Healthy Babies are Worth the Wait
Idea Gallery is a recurring editorial series on NewPublicHealth in which guest authors provide their perspective on issues affecting public health. Today, Jennifer L. Howse, PhD, president of the March of Dimes, comments on efforts to give more babies a healthier start in life. This week, a regional Infant Mortality Summit will kick off a collaborative, multi-State initiative to improve infant health outcomes. NewPublicHealth will feature some of the innovative programs and initiatives to support healthy babies.
A baby born in the United States today faces a one out of eight chance of being born too soon. Prematurity is a common, costly, serious and a largely silent health epidemic. The good news is that national, state and local health officials are addressing this problem with historic public health initiatives to give more babies a healthy start in life.
On Nov. 1, the United States received a grade of “C” on the March of Dimes 2011 Premature Birth Report Card. Preterm birth is the leading cause of newborn death. Babies who survive an early birth face an increased risk of serious life-long health challenges, such as breathing problems, cerebral palsy, or learning disabilities. Even babies born just a few weeks early have higher rates of hospitalization and illness than “full-term” infants (39-40 weeks of pregnancy). We’ve developed an educational campaign and a hospital-based toolkit to help parents and professionals better understand the critical importance of those last weeks of pregnancy to a baby’s health.
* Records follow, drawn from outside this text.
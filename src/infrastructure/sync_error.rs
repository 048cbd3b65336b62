//! Error taxonomy of the synchronization pipeline
//!
//! Failures are classified by the operation that raises them. The backoff
//! executor never looks inside an error; it retries whatever it is given.

use thiserror::Error;

use super::config::ConfigError;

#[derive(Error, Debug)]
pub enum SyncError {
    #[error("HTTP transport error for {url}: {source}")]
    Transport {
        url: String,
        #[source]
        source: reqwest::Error,
    },

    #[error("Unexpected HTTP status {status} from {url}")]
    UnexpectedStatus { url: String, status: u16 },

    #[error("Failed to decode response from {url}: {reason}")]
    Decode { url: String, reason: String },

    #[error("HTTP client setup failed: {reason}")]
    ClientSetup { reason: String },

    #[error("Invalid URL '{url}': {reason}")]
    InvalidUrl { url: String, reason: String },

    #[error("Required field '{field}' missing in {context}")]
    MissingField { field: String, context: String },

    #[error("all {attempts} retry attempts failed for {operation}: {last}")]
    RetriesExhausted {
        operation: String,
        attempts: u32,
        #[source]
        last: Box<SyncError>,
    },

    #[error("Destination index build failed on page {page}: {source}")]
    IndexBuild {
        page: u32,
        #[source]
        source: Box<SyncError>,
    },

    #[error(transparent)]
    Config(#[from] ConfigError),
}

pub type SyncResult<T> = Result<T, SyncError>;

impl SyncError {
    pub fn transport(url: &str, source: reqwest::Error) -> Self {
        Self::Transport {
            url: url.to_string(),
            source,
        }
    }

    pub fn unexpected_status(url: &str, status: reqwest::StatusCode) -> Self {
        Self::UnexpectedStatus {
            url: url.to_string(),
            status: status.as_u16(),
        }
    }

    pub fn decode(url: &str, reason: impl std::fmt::Display) -> Self {
        Self::Decode {
            url: url.to_string(),
            reason: reason.to_string(),
        }
    }

    pub fn missing_field(field: &str, context: &str) -> Self {
        Self::MissingField {
            field: field.to_string(),
            context: context.to_string(),
        }
    }
}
Although the U.S. preterm birth rate has improved slightly in recent years, nearly half a million infants still are born too soon. Each early birth places a terrible emotional toll on families and a financial burden on the health system. In fact, the first year health and medical costs of one preterm birth are nearly ten times more than a full term birth.
But, the problem hasn’t gone unheeded.
Concerned health officials, including Association of State and Territorial Health Officers (ASTHO) President David Lakey, MD, are working with the March of Dimes and other partners to implement new strategies and programs to improve maternal access to health care, lower maternal smoking rates, and improve the timing of elective deliveries—three modifiable risk factors that contribute significantly to preterm birth.
Dr. Lakey, Texas’s commissioner of Health Services, has set a goal to reduce premature birth in Texas by 8 percent by 2014, and he has challenged other members of ASTHO to do the same. In Texas alone, meeting the goal would mean more than 4,000 fewer babies born preterm every year, saving the state and employers an estimated $170 million in health care costs.
To help meet these goals, the March of Dimes created the “Healthy Babies are Worth the Wait,” initiative, which bundles together proven consumer and professional health education strategies with early prenatal care and hospital-based quality improvement programs, such as preventing unnecessary early deliveries. It was successfully piloted for three years in Kentucky as a partnership between the March of Dimes, Johnson & Johnson Pediatric Institute, and the Kentucky Department for Public Health and will soon be launched in two other states.
There is no single answer to the problem of premature birth. But health officials in many states have taken the initiative to implement proven strategies to address preterm. We applaud these important steps toward giving more babies a healthy start in life.